I don't think you understood. We built quite large and growing company already. I have no interest entering the market as I found better business for myself and the company. I shared with you my analysis of why I decided against entering the market. Again, you don't have to agree with it.

Why not a chrome extension that would overlay recommendations on top of a regular youtube page? Then you just have to convince users to install it once.
There is no business there. Plus it's not just YouTube. The UGC world is significantly bigger than YouTube.
I don't feel these unavoidable disadvantages are as black and white and you describe. To circumvent the fake title/bait & switch practices, you could allow users to flag videos as misleading, vote them as spam, etc. Put the number of flags next to the video, add the ability to not even see flagged videos.

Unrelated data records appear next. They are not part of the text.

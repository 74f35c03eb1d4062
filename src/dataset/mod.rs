//! Dataset provisioning, loading and the in-memory table container
//!
//! The four tables are loaded once per session and validated together; a
//! `Dataset` can only exist with the referential invariants intact, so the
//! computation modules never observe partial or unloaded data.

pub mod loader;
pub mod seed;

use crate::error::{PensionError, PensionResult};
use crate::records::{Affiliate, Fund, FundKind, PensionProjection, Transaction};
use log::info;
use std::collections::{HashMap, HashSet};
use std::path::Path;

/// Default directory holding the four dataset CSVs
pub const DEFAULT_DATA_PATH: &str = "data";

pub const AFFILIATES_FILE: &str = "affiliates.csv";
pub const PROJECTIONS_FILE: &str = "projections.csv";
pub const FUNDS_FILE: &str = "funds.csv";
pub const TRANSACTIONS_FILE: &str = "transactions.csv";

/// An affiliate joined with their stored pension projection (1:1)
#[derive(Debug, Clone, Copy)]
pub struct AffiliateProfile<'a> {
    pub affiliate: &'a Affiliate,
    pub projection: &'a PensionProjection,
}

/// Immutable in-memory container for the four loaded tables
#[derive(Debug, Clone)]
pub struct Dataset {
    affiliates: Vec<Affiliate>,
    projections: Vec<PensionProjection>,
    funds: Vec<Fund>,
    transactions: Vec<Transaction>,
}

impl Dataset {
    /// Build a dataset from already-loaded tables, validating every
    /// referential invariant; any violation is fatal
    pub fn from_tables(
        affiliates: Vec<Affiliate>,
        projections: Vec<PensionProjection>,
        funds: Vec<Fund>,
        transactions: Vec<Transaction>,
    ) -> PensionResult<Self> {
        let dataset = Self {
            affiliates,
            projections,
            funds,
            transactions,
        };
        dataset.validate()?;
        Ok(dataset)
    }

    /// Load all four tables from CSV files in `dir`
    pub fn from_csv_path<P: AsRef<Path>>(dir: P) -> PensionResult<Self> {
        let dir = dir.as_ref();
        let dataset = Self::from_tables(
            loader::load_affiliates(dir.join(AFFILIATES_FILE))?,
            loader::load_projections(dir.join(PROJECTIONS_FILE))?,
            loader::load_funds(dir.join(FUNDS_FILE))?,
            loader::load_transactions(dir.join(TRANSACTIONS_FILE))?,
        )?;
        info!(
            "loaded {} affiliates, {} projections, {} funds, {} transactions from {}",
            dataset.affiliates.len(),
            dataset.projections.len(),
            dataset.funds.len(),
            dataset.transactions.len(),
            dir.display()
        );
        Ok(dataset)
    }

    /// Synthesize any absent dataset files in `dir`, then load
    pub fn provision_and_load<P: AsRef<Path>>(dir: P) -> PensionResult<Self> {
        seed::provision(&dir)?;
        Self::from_csv_path(dir)
    }

    /// The demonstration tables fully in memory, no file I/O
    ///
    /// The fixed rows satisfy every load invariant.
    pub fn demo() -> Self {
        Self {
            affiliates: seed::demo_affiliates(),
            projections: seed::demo_projections(),
            funds: seed::demo_funds(),
            transactions: seed::demo_transactions(),
        }
    }

    fn validate(&self) -> PensionResult<()> {
        if self.affiliates.is_empty() {
            return Err(PensionError::EmptyTable("affiliates"));
        }
        if self.projections.is_empty() {
            return Err(PensionError::EmptyTable("projections"));
        }
        if self.funds.is_empty() {
            return Err(PensionError::EmptyTable("funds"));
        }

        let mut ids = HashSet::new();
        for affiliate in &self.affiliates {
            if !ids.insert(affiliate.id) {
                return Err(PensionError::DuplicateAffiliate(affiliate.id));
            }
        }

        let mut projected = HashSet::new();
        for projection in &self.projections {
            if !ids.contains(&projection.affiliate_id) {
                return Err(PensionError::UnknownAffiliate {
                    table: "projections",
                    affiliate_id: projection.affiliate_id,
                });
            }
            if !projected.insert(projection.affiliate_id) {
                return Err(PensionError::DuplicateProjection(projection.affiliate_id));
            }
        }
        for affiliate in &self.affiliates {
            if !projected.contains(&affiliate.id) {
                return Err(PensionError::MissingProjection(affiliate.id));
            }
        }

        let mut catalog = HashSet::new();
        for fund in &self.funds {
            if !catalog.insert(fund.kind) {
                return Err(PensionError::BadFundCatalog(format!(
                    "{} listed more than once",
                    fund.kind
                )));
            }
        }
        for kind in FundKind::ALL {
            if !catalog.contains(&kind) {
                return Err(PensionError::BadFundCatalog(format!("{kind} is missing")));
            }
        }

        for transaction in &self.transactions {
            if !ids.contains(&transaction.affiliate_id) {
                return Err(PensionError::UnknownAffiliate {
                    table: "transactions",
                    affiliate_id: transaction.affiliate_id,
                });
            }
        }

        Ok(())
    }

    pub fn affiliates(&self) -> &[Affiliate] {
        &self.affiliates
    }

    pub fn projections(&self) -> &[PensionProjection] {
        &self.projections
    }

    pub fn funds(&self) -> &[Fund] {
        &self.funds
    }

    pub fn transactions(&self) -> &[Transaction] {
        &self.transactions
    }

    /// Look up an affiliate by id
    pub fn affiliate(&self, id: u32) -> Option<&Affiliate> {
        self.affiliates.iter().find(|a| a.id == id)
    }

    /// Look up the stored projection for an affiliate
    pub fn projection_for(&self, affiliate_id: u32) -> Option<&PensionProjection> {
        self.projections
            .iter()
            .find(|p| p.affiliate_id == affiliate_id)
    }

    /// Look up a fund catalog entry
    pub fn fund(&self, kind: FundKind) -> Option<&Fund> {
        self.funds.iter().find(|f| f.kind == kind)
    }

    /// All transactions for one affiliate, in log order
    pub fn transactions_for(&self, affiliate_id: u32) -> Vec<&Transaction> {
        self.transactions
            .iter()
            .filter(|t| t.affiliate_id == affiliate_id)
            .collect()
    }

    /// The 1:1 affiliate/projection join, in affiliate table order
    pub fn profiles(&self) -> Vec<AffiliateProfile<'_>> {
        let by_id: HashMap<u32, &PensionProjection> = self
            .projections
            .iter()
            .map(|p| (p.affiliate_id, p))
            .collect();

        self.affiliates
            .iter()
            .filter_map(|affiliate| {
                by_id.get(&affiliate.id).copied().map(|projection| AffiliateProfile {
                    affiliate,
                    projection,
                })
            })
            .collect()
    }
}

#[cfg(test)]
mod tests {
    use super::*;
    use crate::records::{EducationLevel, MaritalStatus, RiskLevel};

    fn one_affiliate() -> Affiliate {
        Affiliate {
            id: 1,
            name: "Test".to_string(),
            age: 45,
            monthly_salary: 25_000.0,
            years_contributed: 15,
            marital_status: MaritalStatus::Married,
            children: 2,
            education: EducationLevel::University,
            insufficiency_risk: RiskLevel::Medium,
            current_fund: FundKind::Balanced,
        }
    }

    fn one_projection(affiliate_id: u32) -> PensionProjection {
        PensionProjection {
            affiliate_id,
            retirement_age: 65,
            base_pension: 12_500.0,
            optimistic_pension: 14_500.0,
            pessimistic_pension: 10_500.0,
            recommendation: "Maintain current contribution".to_string(),
        }
    }

    #[test]
    fn test_demo_dataset_is_valid() {
        let dataset = Dataset::demo();
        assert!(dataset.validate().is_ok());
        assert_eq!(dataset.affiliates().len(), 10);
        assert_eq!(dataset.profiles().len(), 10);
    }

    #[test]
    fn test_empty_affiliates_is_fatal() {
        let err = Dataset::from_tables(
            Vec::new(),
            vec![one_projection(1)],
            seed::demo_funds(),
            Vec::new(),
        )
        .unwrap_err();
        assert!(matches!(err, PensionError::EmptyTable("affiliates")));
    }

    #[test]
    fn test_orphan_projection_is_fatal() {
        let err = Dataset::from_tables(
            vec![one_affiliate()],
            vec![one_projection(99)],
            seed::demo_funds(),
            Vec::new(),
        )
        .unwrap_err();
        assert!(matches!(
            err,
            PensionError::UnknownAffiliate {
                table: "projections",
                affiliate_id: 99
            }
        ));
    }

    #[test]
    fn test_missing_projection_is_fatal() {
        let mut second = one_affiliate();
        second.id = 2;
        let err = Dataset::from_tables(
            vec![one_affiliate(), second],
            vec![one_projection(1)],
            seed::demo_funds(),
            Vec::new(),
        )
        .unwrap_err();
        assert!(matches!(err, PensionError::MissingProjection(2)));
    }

    #[test]
    fn test_orphan_transaction_is_fatal() {
        let mut transactions = seed::demo_transactions();
        transactions[0].affiliate_id = 42;
        let err = Dataset::from_tables(
            vec![one_affiliate()],
            vec![one_projection(1)],
            seed::demo_funds(),
            transactions,
        )
        .unwrap_err();
        assert!(matches!(
            err,
            PensionError::UnknownAffiliate {
                table: "transactions",
                ..
            }
        ));
    }

    #[test]
    fn test_incomplete_fund_catalog_is_fatal() {
        let mut funds = seed::demo_funds();
        funds.pop();
        let err = Dataset::from_tables(
            vec![one_affiliate()],
            vec![one_projection(1)],
            funds,
            Vec::new(),
        )
        .unwrap_err();
        assert!(matches!(err, PensionError::BadFundCatalog(_)));
    }

    #[test]
    fn test_empty_transaction_log_is_valid() {
        let dataset = Dataset::from_tables(
            vec![one_affiliate()],
            vec![one_projection(1)],
            seed::demo_funds(),
            Vec::new(),
        )
        .unwrap();
        assert!(dataset.transactions_for(1).is_empty());
    }

    #[test]
    fn test_lookups() {
        let dataset = Dataset::demo();
        assert_eq!(dataset.affiliate(5).map(|a| a.age), Some(60));
        assert_eq!(dataset.projection_for(5).map(|p| p.base_pension), Some(7_000.0));
        assert_eq!(dataset.transactions_for(1).len(), 2);
        assert_eq!(dataset.transactions_for(10).len(), 0);
        assert!(dataset.fund(FundKind::Growth).is_some());
    }
}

Further, scripts could be used to report video play statistics to the scrape site. Drawback is users would have to add the script to their own site, but adding analytics scripts is common practice.

>To circumvent the fake title/bait & switch practices, you could allow users to flag videos as misleading, vote them as spam, etc.

And now you've re-created the "Amazon 1-star ratings left by competitors instead of real buyers" and/or the "false DMCA takedown claims of public domain or original music".

E.g. an honest person creates a "How to sew a mask at home to protect from COVID" which is the real content but a bunch of coronavirus deniers falsely flag that video as "child pornography".

Game theory is hard and everybody has to think through all the future chess moves that adversaries will use.

Damn you're totally right. You'd have to have a subscription fee and a team of mods to fix that.
> To circumvent the fake title/bait & switch practices, you could allow users to flag videos as misleading, vote them as spam, etc. Put the number of flags next to the video, add the ability to not even see flagged videos.

And who would flag the bad users?

This just increases slightly the discomfort of bad guys, but does not prevent it at all. Instead they will flag competitive videos and such.

Nobody has solved "decentralized trust" yet, if ever.

What if instead we had the recommendations from the main sites YouTube, Vimeo, Dailymotion and if you want your personal video hosting site to be recommended you would fill in a form to add you sites to the collection of sites the recommendation system crawl through?

This might be helpful to avoid bad quality recommendations?